_WORK TO BE COMPLETED:_ Determine how many lines of the listing below hold the string "alloy". Reply only with the number.

▬▬▬▬▬▬▬▬▬▬

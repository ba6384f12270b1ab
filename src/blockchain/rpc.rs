use std::sync::Arc;
use std::time::Duration;

use alloy::primitives::{Address, Bytes};
use alloy::sol_types::SolCall;
use async_trait::async_trait;
use ethers::{
    providers::{Middleware, Provider, Ws},
    types::{transaction::eip2718::TypedTransaction, TransactionRequest, H160},
};
use futures::StreamExt;
use tokio::sync::mpsc;
use tracing::{debug, info, warn};

use super::abi::decode_returns;
use crate::types::{ScannerError, ScannerResult};

/// Read-only access to contract state on the ledger node
#[async_trait]
pub trait ContractReader: Send + Sync {
    /// Execute `eth_call` against the latest block and return the raw output
    async fn call(&self, target: Address, data: Bytes) -> ScannerResult<Bytes>;
}

/// Encode `call`, send it to `target` and decode the typed result
pub async fn read_contract<C: SolCall>(
    reader: &dyn ContractReader,
    target: Address,
    call: &C,
) -> ScannerResult<C::Return> {
    let output = reader.call(target, call.abi_encode().into()).await?;
    decode_returns::<C>(&output)
}

/// [`ContractReader`] backed by an ethers provider (HTTP or WebSocket)
pub struct EthersReader<M> {
    provider: Arc<M>,
}

impl<M: Middleware> EthersReader<M> {
    pub fn new(provider: Arc<M>) -> Self {
        Self { provider }
    }
}

#[async_trait]
impl<M: Middleware + 'static> ContractReader for EthersReader<M> {
    async fn call(&self, target: Address, data: Bytes) -> ScannerResult<Bytes> {
        let tx: TypedTransaction = TransactionRequest::new()
            .to(H160::from_slice(target.as_slice()))
            .data(data.to_vec())
            .into();

        let output = self
            .provider
            .call(&tx, None)
            .await
            .map_err(|e| ScannerError::Transport(e.to_string()))?;

        Ok(Bytes::from(output.to_vec()))
    }
}

/// New block notifications from a WebSocket subscription
pub struct BlockSource {
    provider: Arc<Provider<Ws>>,
    reconnect_delay: Duration,
}

impl BlockSource {
    pub fn new(provider: Arc<Provider<Ws>>) -> Self {
        Self {
            provider,
            reconnect_delay: Duration::from_secs(5),
        }
    }

    /// Forward block numbers into `sink` until the receiver goes away.
    ///
    /// A dropped or failed subscription is logged and re-established after
    /// `reconnect_delay`.
    pub async fn forward(self, sink: mpsc::Sender<u64>) {
        loop {
            match self.provider.subscribe_blocks().await {
                Ok(mut stream) => {
                    info!("📡 새 블록 헤더 구독 시작");
                    while let Some(block) = stream.next().await {
                        let number = block.number.map(|n| n.as_u64()).unwrap_or_default();
                        debug!("📦 새 블록 {}", number);
                        if sink.send(number).await.is_err() {
                            return;
                        }
                    }
                    warn!("⚠️ 블록 구독 종료됨");
                }
                Err(e) => {
                    warn!("⚠️ 구독 오류: {}", e);
                }
            }

            if sink.is_closed() {
                return;
            }
            tokio::time::sleep(self.reconnect_delay).await;
        }
    }
}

▬▬▬▬▬▬▬▬▬▬

_REPLY TO THE EXERCISE:_ 2